Proposed tolls for vessels transiting the Strait of Hormuz could add as much as $1 per barrel to crude oil moving through the waterway, even as container shipping in the Persian Gulf remains heavily disrupted despite the ceasefire between the United States and Iran.
According to Destine Ozuygur, senior market analyst at Xeneta, commercial shipping activity is still well below pre-conflict levels and remains skewed toward outbound departures. In a LinkedIn post, she said the more important reality is that movements through the Strait are taking place within what she described as the selective guardrails of an Iran-operated toll system.
Washington and Tehran announced a two-week ceasefire on Tuesday evening ahead of President Donald Trump’s deadline threatening Tehran with major retaliation.
The crisis has had major consequences because around 20% of the world’s crude oil passes through the Strait of Hormuz. Iran’s blockade sharply constrained supply and sent fuel prices soaring.
Reports suggest that operators of some very large crude carriers, which are among the most common ship types in global oil trade, have already been paying around $2m per vessel to secure safe passage. Under a possible toll arrangement involving Oman and Iran, analysts estimate that a typical VLCC carrying 2m barrels of oil could see delivered costs rise by roughly $1 per barrel.
Oil prices have reacted sharply to the ceasefire news. Brent rose as high as $110 a barrel on Monday before falling back to just over $90 after the truce was announced.
At the same time, the US Federal Maritime Commission has rejected several requests from ocean carriers seeking waivers from the standard 30-day notice period to impose emergency fuel surcharges.
Ship traffic through the Strait has begun to recover gradually. Ozuygur said reports indicated that 21 vessels transited over the weekend. But Xeneta has not yet confirmed any inbound or outbound container ship movements since the ceasefire announcement.
She said the monetisation of passage through the Strait is a deeply unsettling development that will shape both the pace and scale of any market recovery. She also noted that recent vetoes by Russia and China against a United Nations Security Council resolution aimed at reopening the waterway increase the likelihood that the present system becomes an enduring operating model.
Tankers have fewer routing alternatives because of where oil is produced, but container shipping is already adapting more structurally. Since 1 March, Ozuygur said at least five liner services have added new calls at Jeddah and King Abdullah in Saudi Arabia, or at Mersin in Turkey, while weekly capacity into Jeddah has risen by 19%.
A return to previous routing patterns remains possible, but liner operators have already committed future schedules to these alternate networks, with bookings more than two weeks ahead showing clearly defined revised destinations.
Those changes are likely to come at a cost. Hybrid routings that depend on trucking and rail are more complex, slower and less efficient for large container flows than traditional all-water services.

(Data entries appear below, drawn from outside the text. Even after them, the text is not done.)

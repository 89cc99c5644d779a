// src/pool/executor.rs

//! The pass pool itself.

use std::fmt;
use std::panic;
use std::sync::atomic::{AtomicUsize, Ordering};
use std::sync::{Arc, Mutex, MutexGuard, Once, PoisonError};

use tokio::sync::{Mutex as AsyncMutex, OnceCell, mpsc};
use tokio::task::JoinSet;
use tracing::{debug, error, info, warn};

use crate::dag::{Action, ActionRef, ExecutionRegistry, Plan};
use crate::pool::PoolState;
use crate::pool::pending::{Drained, PendingPlans};

/// State shared between the pool handle and its workers.
struct Shared {
    queue_rx: AsyncMutex<mpsc::Receiver<Plan>>,
    pending: PendingPlans,
    registry: Arc<ExecutionRegistry>,
}

/// Runs one [`Plan`] per root across a fixed number of workers.
///
/// All plans share one [`ExecutionRegistry`], so an action reachable from
/// several roots executes once for the whole pool. Both lifecycle
/// operations are idempotent; the pool cannot be restarted once disposed.
///
/// A panic inside a pass is not contained. It halts the registry, so every
/// other plan stops before its next claim, and once the in-flight passes
/// have returned it resumes unwinding out of [`ExecPool::dispose_and_wait`].
pub struct ExecPool {
    workers: usize,
    plans: usize,
    registry: Arc<ExecutionRegistry>,
    /// `None` once the queue has been closed.
    queue_tx: Mutex<Option<mpsc::Sender<Plan>>>,
    shared: Arc<Shared>,
    init: Once,
    done: OnceCell<()>,
    tasks: Mutex<JoinSet<()>>,
    spawned: AtomicUsize,
    state: Mutex<PoolState>,
}

impl fmt::Debug for ExecPool {
    fn fmt(&self, f: &mut fmt::Formatter<'_>) -> fmt::Result {
        f.debug_struct("ExecPool")
            .field("workers", &self.workers)
            .field("plans", &self.plans)
            .field("state", &self.state())
            .field("pending", &self.pending())
            .finish_non_exhaustive()
    }
}

impl ExecPool {
    /// Build one plan per root and queue them all.
    ///
    /// The queue holds exactly `roots.len()` plans, so queuing never waits.
    /// With `workers == 0` and at least one root, `dispose_and_wait` never
    /// returns.
    pub fn new(workers: usize, roots: &[ActionRef]) -> Self {
        let registry = Arc::new(ExecutionRegistry::new());
        let (queue_tx, queue_rx) = mpsc::channel(roots.len().max(1));

        debug!(
            workers,
            roots = roots.len(),
            "creating pass pool"
        );
        if workers == 0 && !roots.is_empty() {
            warn!(
                roots = roots.len(),
                "pass pool has no workers; draining it will never finish"
            );
        }

        let mut plans = 0;
        for root in roots {
            let plan = Plan::build(root, Arc::clone(&registry));
            debug!(
                root = %root.name(),
                max_depth = plan.max_depth(),
                entries = plan.len(),
                "built plan"
            );

            match queue_tx.try_send(plan) {
                Ok(()) => plans += 1,
                Err(err) => {
                    error!(root = %root.name(), error = %err, "failed to queue plan; dropping it");
                }
            }
        }

        let shared = Arc::new(Shared {
            queue_rx: AsyncMutex::new(queue_rx),
            pending: PendingPlans::new(plans),
            registry: Arc::clone(&registry),
        });

        Self {
            workers,
            plans,
            registry,
            queue_tx: Mutex::new(Some(queue_tx)),
            shared,
            init: Once::new(),
            done: OnceCell::new(),
            tasks: Mutex::new(JoinSet::new()),
            spawned: AtomicUsize::new(0),
            state: Mutex::new(PoolState::Created),
        }
    }

    /// Spawn the workers. Only the first call has an effect.
    ///
    /// Must be called from within a Tokio runtime.
    pub fn start(&self) {
        self.init.call_once(|| {
            if lock(&self.queue_tx).is_none() {
                debug!("pass pool already disposed; not spawning workers");
                return;
            }

            let mut tasks = lock(&self.tasks);
            for id in 0..self.workers {
                tasks.spawn(worker_loop(id, Arc::clone(&self.shared)));
            }
            self.spawned.store(self.workers, Ordering::SeqCst);

            {
                let mut state = lock(&self.state);
                if *state == PoolState::Created {
                    *state = PoolState::Running;
                }
            }

            info!(
                workers = self.workers,
                plans = self.plans,
                "pass pool started"
            );
        });
    }

    /// Wait for every plan to finish, then close the queue and join the
    /// workers. Only the first call waits; later calls return immediately.
    pub async fn dispose_and_wait(&self) {
        self.done.get_or_init(|| self.drain()).await;
    }

    pub fn state(&self) -> PoolState {
        *lock(&self.state)
    }

    /// Configured worker count.
    pub fn workers(&self) -> usize {
        self.workers
    }

    /// Number of workers actually spawned (0 before `start`).
    pub fn spawned_workers(&self) -> usize {
        self.spawned.load(Ordering::SeqCst)
    }

    /// Number of plans queued at construction.
    pub fn plan_count(&self) -> usize {
        self.plans
    }

    /// Plans not yet completed.
    pub fn pending(&self) -> usize {
        self.shared.pending.remaining()
    }

    pub fn registry(&self) -> &Arc<ExecutionRegistry> {
        &self.registry
    }

    async fn drain(&self) {
        // A faulted drain unwinds before the `OnceCell` is filled, so a
        // later call lands here again.
        if self.state() == PoolState::Disposed {
            debug!("pass pool already disposed");
            return;
        }
        self.set_state(PoolState::Draining);

        if self.shared.pending.wait().await == Drained::Faulted {
            warn!(
                remaining = self.pending(),
                "pass panicked; waiting for in-flight passes before unwinding"
            );
        }

        // Closing the queue lets idle workers fall out of `recv`.
        drop(lock(&self.queue_tx).take());
        let mut tasks = std::mem::take(&mut *lock(&self.tasks));

        let mut fault = None;
        while let Some(joined) = tasks.join_next().await {
            match joined {
                Err(err) if err.is_panic() => {
                    if fault.is_none() {
                        fault = Some(err.into_panic());
                    }
                }
                Err(err) => debug!(error = %err, "worker ended without finishing"),
                Ok(()) => {}
            }
        }

        self.set_state(PoolState::Disposed);

        if let Some(payload) = fault {
            error!(
                plans = self.plans,
                executed = self.registry.claimed_count(),
                "pass pool aborted by a panicking pass"
            );
            panic::resume_unwind(payload);
        }

        info!(
            plans = self.plans,
            executed = self.registry.claimed_count(),
            "pass pool disposed"
        );
    }

    fn set_state(&self, next: PoolState) {
        let mut state = lock(&self.state);
        debug!(from = ?*state, to = ?next, "pass pool state change");
        *state = next;
    }
}

/// Pull plans until the queue is closed and empty, or the registry halts.
async fn worker_loop(id: usize, shared: Arc<Shared>) {
    debug!(worker = id, "worker started");

    loop {
        let next = shared.queue_rx.lock().await.recv().await;
        let Some(plan) = next else {
            break;
        };

        if shared.registry.is_halted() {
            debug!(worker = id, "registry halted; dropping queued plans");
            return;
        }

        let root = plan.root().name().to_string();
        debug!(
            worker = id,
            root = %root,
            max_depth = plan.max_depth(),
            "worker picked up plan"
        );

        // Pass routines are synchronous; keep them off the async workers.
        match tokio::task::spawn_blocking(move || plan.run()).await {
            Ok(()) => {
                shared.pending.done();
                debug!(
                    worker = id,
                    root = %root,
                    remaining = shared.pending.remaining(),
                    "plan finished"
                );
            }
            Err(err) if err.is_panic() => {
                error!(worker = id, root = %root, "pass panicked; halting pool");
                shared.registry.halt();
                shared.pending.fault();
                panic::resume_unwind(err.into_panic());
            }
            Err(err) => {
                warn!(worker = id, root = %root, error = %err, "plan task cancelled");
                return;
            }
        }
    }

    debug!(worker = id, "worker exiting (queue closed)");
}

fn lock<T>(mutex: &Mutex<T>) -> MutexGuard<'_, T> {
    mutex.lock().unwrap_or_else(PoisonError::into_inner)
}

Persistent congestion could also create knock-on effects for US-bound cargo moving through Indian ports such as Nhava Sheva and Mundra.
Meanwhile, volatile fuel prices are adding pressure across the supply chain, even as they improve margins for some carriers.
Ozuygur said shippers should not expect immediate or lasting relief. Even if the ceasefire holds, bookings made now for the Persian Gulf still carry the risk of renewed disruption once the two-week window closes. For the market, that means caution is likely to remain the dominant mood.